I needed to see more data to understand how the errors reported in user space are caused by the LSMs. There are many errors reported during the boot sequence. I just took the first error 
systemd[1]: Failed to set SELinux security context system_u:object_r:device_t:s0 for /dev/core: Invalid argument
and enabled tracing for the kernel:
quiet tp_printk log_buf_len=64M trace_buf_size=8M kprobe_event=p,do_sys_openat2,path=+0(%si):ustring\;r,do_sys_openat2,\$retval\;p,ksys_write,fd=%di,count=%dx\;r,ksys_write,ret=\$retval\;p,security_setprocattr,lsm=+0(%di):string,lsmp=%di,name=+0(%si):string\;r,security_setprocattr,ret=\$retval

The error is reported after systemd fails to execute setfscreatecon_raw(), which is implemented by libselinux. The output of the trace shows that it was the write syscall what returned an error:
> kernel: p_do_sys_openat2_0: (do_sys_openat2+0x0/0x320) path="/proc/thread-self/attr/fscreate"
> kernel: r_do_sys_openat2_0: (do_sys_open+0x57/0x80 <- do_sys_openat2) arg1=0x4
> kernel: p_ksys_write_0: (ksys_write+0x0/0xe0) fd=0x4 count=0x1e
> kernel: p_security_setprocattr_0: (security_setprocattr+0x0/0x70) lsm=(fault) lsmp=0x0 name="fscreate"

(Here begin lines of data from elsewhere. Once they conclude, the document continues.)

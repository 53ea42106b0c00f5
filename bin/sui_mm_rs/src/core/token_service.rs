use std::sync::Arc;

use sui_mm_toolkit::{
    cetus::type_params,
    chain::{ChainClient, TxOutcome},
    coin::gas_payment,
    contract_builder::{BuildContractRequest, BuildContractResponse, ContractBuilderApi},
    errors::MmError,
    tx::{build_tx_data, TxCtx},
    wallet::Wallet,
};
use sui_mm_utils::{constants::PUBLISH_GAS_BUDGET, utils::normalize_coin_type};

use crate::{constants::Env, types::CreateTokenParams};

const TREASURY_CAP_PATTERN: &str = "::coin::TreasuryCap<";

pub struct TokenService {
    env: Env,
    chain: Arc<dyn ChainClient>,
}

impl TokenService {
    pub fn new(env: Env, chain: Arc<dyn ChainClient>) -> Self {
        Self { env, chain }
    }

    /// Build the coin module remotely and publish it. Returns the coin type.
    pub async fn create_token(&self, wallet: &Wallet, params: &CreateTokenParams) -> Result<String, MmError> {
        let api = ContractBuilderApi::new(&self.env.backend_server_url)
            .map_err(|err| MmError::InvalidInput(format!("BACKEND_SERVER_URL: {}", err)))?;
        let request = BuildContractRequest::from(params);
        log::info!("build token contract {:?} ({})", params.name, params.symbol);

        let build = api.build_token_contract(&request).await;
        if build.is_empty() {
            return Err(MmError::Unavailable(format!(
                "no contract built for {:?}",
                params.symbol
            )));
        }
        self.publish_token(wallet, &build).await
    }

    /// Publish built modules, keep the upgrade cap with the creator.
    pub async fn publish_token(&self, wallet: &Wallet, build: &BuildContractResponse) -> Result<String, MmError> {
        let mut ctx = TxCtx::default();
        let upgrade_cap = ctx.publish(build.module_bytes()?, build.dependency_ids()?);
        ctx.transfer(wallet.address, vec![upgrade_cap])?;

        let (gas, _) = gas_payment(self.chain.as_ref(), wallet.address, &[]).await?;
        let gas_price = self.chain.reference_gas_price().await?;
        let data = build_tx_data(
            wallet.address,
            None,
            gas,
            ctx.finish(),
            PUBLISH_GAS_BUDGET,
            gas_price,
        );
        let signature = wallet.sign(&data);
        let outcome = self.chain.execute(data, vec![signature]).await?;
        log::info!(
            "publish success digest {:?} {}",
            outcome.digest,
            self.env.tx_link(&outcome.digest)
        );

        let coin_type = coin_type_of(&outcome, &build.module_name)?;
        log::info!("token created {:?}", coin_type);
        Ok(coin_type)
    }
}

/// From the created `TreasuryCap<T>`, else `{package}::{module}::{MODULE}`.
fn coin_type_of(outcome: &TxOutcome, module_name: &str) -> Result<String, MmError> {
    if let Some(cap) = outcome.find_created(TREASURY_CAP_PATTERN) {
        if let Some(coin_type) = type_params(&cap.object_type).into_iter().next() {
            return Ok(normalize_coin_type(&coin_type));
        }
    }
    let package_id = outcome
        .published_package
        .ok_or_else(|| MmError::NotFound(format!("published package in {}", outcome.digest)))?;
    Ok(normalize_coin_type(&format!(
        "{}::{}::{}",
        package_id,
        module_name,
        module_name.to_uppercase()
    )))
}

#[cfg(test)]
mod tests {
    use serde_json::json;
    use sui_mm_toolkit::{chain::CreatedObject, testing::MockChain};
    use sui_mm_utils::constants::SUI_COIN_TYPE;
    use sui_sdk::types::base_types::ObjectID;

    use super::*;

    fn build() -> BuildContractResponse {
        serde_json::from_value(json!({
            "modules": ["oRzrCwYAAAA="],
            "dependencies": ["0x1", "0x2"],
            "module_name": "moon_cat",
        }))
        .unwrap()
    }

    fn setup(backend_server_url: &str) -> (Arc<MockChain>, TokenService, Wallet) {
        let chain = Arc::new(MockChain::new());
        let wallet = Wallet::from_secret(&"5a".repeat(32)).unwrap();
        chain.mint(wallet.address, SUI_COIN_TYPE, 2_000_000_000);
        let env = Env {
            backend_server_url: backend_server_url.to_string(),
            ..Default::default()
        };
        (chain.clone(), TokenService::new(env, chain), wallet)
    }

    #[tokio::test]
    async fn coin_type_comes_from_the_treasury_cap() {
        let (chain, service, wallet) = setup("http://127.0.0.1:1");
        chain.push_created(CreatedObject {
            object_id: ObjectID::random(),
            object_type: "0x2::package::UpgradeCap".to_string(),
        });
        chain.push_created(CreatedObject {
            object_id: ObjectID::random(),
            object_type: "0x2::coin::TreasuryCap<0xbeef::moon_cat::MOON_CAT>".to_string(),
        });

        let coin_type = service.publish_token(&wallet, &build()).await.unwrap();
        assert_eq!(coin_type, normalize_coin_type("0xbeef::moon_cat::MOON_CAT"));
        assert_eq!(chain.execute_calls(), 1);
    }

    #[tokio::test]
    async fn coin_type_falls_back_to_the_published_package() {
        let (chain, service, wallet) = setup("http://127.0.0.1:1");
        let package_id = ObjectID::random();
        chain.push_published(package_id);

        let coin_type = service.publish_token(&wallet, &build()).await.unwrap();
        assert_eq!(
            coin_type,
            normalize_coin_type(&format!("{}::moon_cat::MOON_CAT", package_id))
        );
    }

    #[tokio::test]
    async fn publishing_needs_the_publish_gas_budget() {
        let (chain, service, _) = setup("http://127.0.0.1:1");
        let poor = Wallet::from_secret(&"5b".repeat(32)).unwrap();
        chain.mint(poor.address, SUI_COIN_TYPE, 1_000_000);
        assert!(matches!(
            service.publish_token(&poor, &build()).await,
            Err(MmError::InsufficientFunds(_))
        ));
    }

    #[tokio::test]
    async fn unreachable_builder_is_unavailable() {
        let (chain, service, wallet) = setup("http://127.0.0.1:1");
        let params = CreateTokenParams {
            name: "Moon Cat".to_string(),
            symbol: "MCAT".to_string(),
            decimals: 9,
            description: "meow".to_string(),
            supply: 1_000_000_000,
            icon_url: String::new(),
        };
        assert!(matches!(
            service.create_token(&wallet, &params).await,
            Err(MmError::Unavailable(_))
        ));
        assert_eq!(chain.execute_calls(), 0);
    }
}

> kernel: r_security_setprocattr_0: (proc_pid_attr_write+0x10d/0x160 <- security_setprocattr) ret=0xffffffea
> kernel: r_ksys_write_0: (do_syscall_64+0x5b/0x80 <- ksys_write) ret=0xffffffffffffffea
> systemd[1]: Failed to set SELinux security context system_u:object_r:device_t:s0 for /dev/core: Invalid argument
The error originated from security_setprocattr(), which executed the hook of the bpf LSM.

This is a successful boot:
> kernel: [    6.779348][    T1] p_do_sys_openat2_0: (do_sys_openat2+0x0/0x320) path="/proc/thread-self/attr/fscreate"

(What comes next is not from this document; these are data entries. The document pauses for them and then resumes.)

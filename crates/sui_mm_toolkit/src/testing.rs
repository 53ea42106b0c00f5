//! In-memory ledger behind `ChainClient`.
//!
//! Transactions are interpreted command by command on a scratch copy of the
//! ledger: `SplitCoins`, `MergeCoins` and `TransferObjects` move balances,
//! Move calls and publishes only yield opaque results. A failing transaction
//! leaves the ledger untouched. Gas coins are smashed into the first one and
//! charged a flat `MOCK_GAS_FEE`.

use std::{
    collections::{HashMap, HashSet, VecDeque},
    sync::Mutex,
};

use async_trait::async_trait;
use serde_json::Value;
use sui_mm_utils::{constants::SUI_COIN_TYPE, utils::is_same_coin_type, utils::normalize_coin_type};
use sui_sdk::types::{
    base_types::{ObjectDigest, ObjectID, SequenceNumber, SuiAddress},
    crypto::Signature,
    digests::TransactionDigest,
    event::EventID,
    transaction::{
        Argument, CallArg, Command, ObjectArg, ProgrammableTransaction, TransactionData,
        TransactionDataAPI, TransactionKind,
    },
};

use crate::{
    chain::{
        ChainClient, CoinMetadataInfo, CoinObject, CreatedObject, EventPage, EventRecord,
        ObjectInfo, TxOutcome,
    },
    errors::MmError,
};

pub const MOCK_GAS_FEE: u64 = 1_000_000;
pub const MOCK_GAS_PRICE: u64 = 1_000;

#[derive(Debug, Clone)]
struct OwnedCoin {
    owner: SuiAddress,
    coin: CoinObject,
}

#[derive(Default)]
struct Ledger {
    coins: Vec<OwnedCoin>,
    metadata: HashMap<String, CoinMetadataInfo>,
    objects: HashMap<ObjectID, ObjectInfo>,
    events: HashMap<String, Vec<EventRecord>>,
    inspect_events: Vec<EventRecord>,
    fail_plan: VecDeque<MmError>,
    unavailable: HashSet<SuiAddress>,
    created_on_next: Vec<CreatedObject>,
    published_on_next: Option<ObjectID>,
    executed: Vec<TransactionData>,
    execute_calls: usize,
    event_queries: usize,
}

#[derive(Default)]
pub struct MockChain {
    ledger: Mutex<Ledger>,
}

#[derive(Debug, Clone, Copy)]
enum Slot {
    Coin(ObjectID),
    Opaque,
}

fn new_coin_ref() -> (ObjectID, SequenceNumber, ObjectDigest) {
    (
        ObjectID::random(),
        SequenceNumber::from_u64(1),
        ObjectDigest::random(),
    )
}

fn lock_poisoned() -> MmError {
    MmError::Unavailable("mock ledger lock poisoned".to_string())
}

> kernel: [    6.779478][    T1] r_do_sys_openat2_0: (do_sys_open+0x57/0x80 <- do_sys_openat2) arg1=0x4
> kernel: [    6.779486][    T1] p_ksys_write_0: (ksys_write+0x0/0xe0) fd=0x4 count=0x1e
> kernel: [    6.779497][    T1] p_security_setprocattr_0: (security_setprocattr+0x0/0x70) lsm=(fault) lsmp=0x0 name="fscreate"

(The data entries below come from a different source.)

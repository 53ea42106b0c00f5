pub mod constants;
pub mod core;
pub mod types;
pub mod utils;
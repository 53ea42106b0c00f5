mod cetus;
mod sui;
mod timing;

pub use cetus::*;
pub use sui::*;
pub use timing::*;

> kernel: [    6.779508][    T1] r_security_setprocattr_0: (proc_pid_attr_write+0x10d/0x160 <- security_setprocattr) ret=0x1e
> kernel: [    6.779513][    T1] r_ksys_write_0: (do_syscall_64+0x5b/0x80 <- ksys_write) ret=0x1e

> i dont think we can change that in userspace

Yes, it's on the kernel side where improvements need to be made. I have submitted a commit changing CONFIG_LSM to "integrity,apparmor,selinux,bpf" to 15sp6. This will resolve the issue with the security=selinux parameter but it will not protect against user error when passing lsm=bpf,selinux to the kernel. I don't think there is a better solution at the moment. Changing the default value of selected LSM hooks would be required (I expect resistance against that upstream), or SUSE would provide BPF code for the LSM hooks causing boot failure. Both solutions seems overkill when all that is needed it getting the order of LSMs right.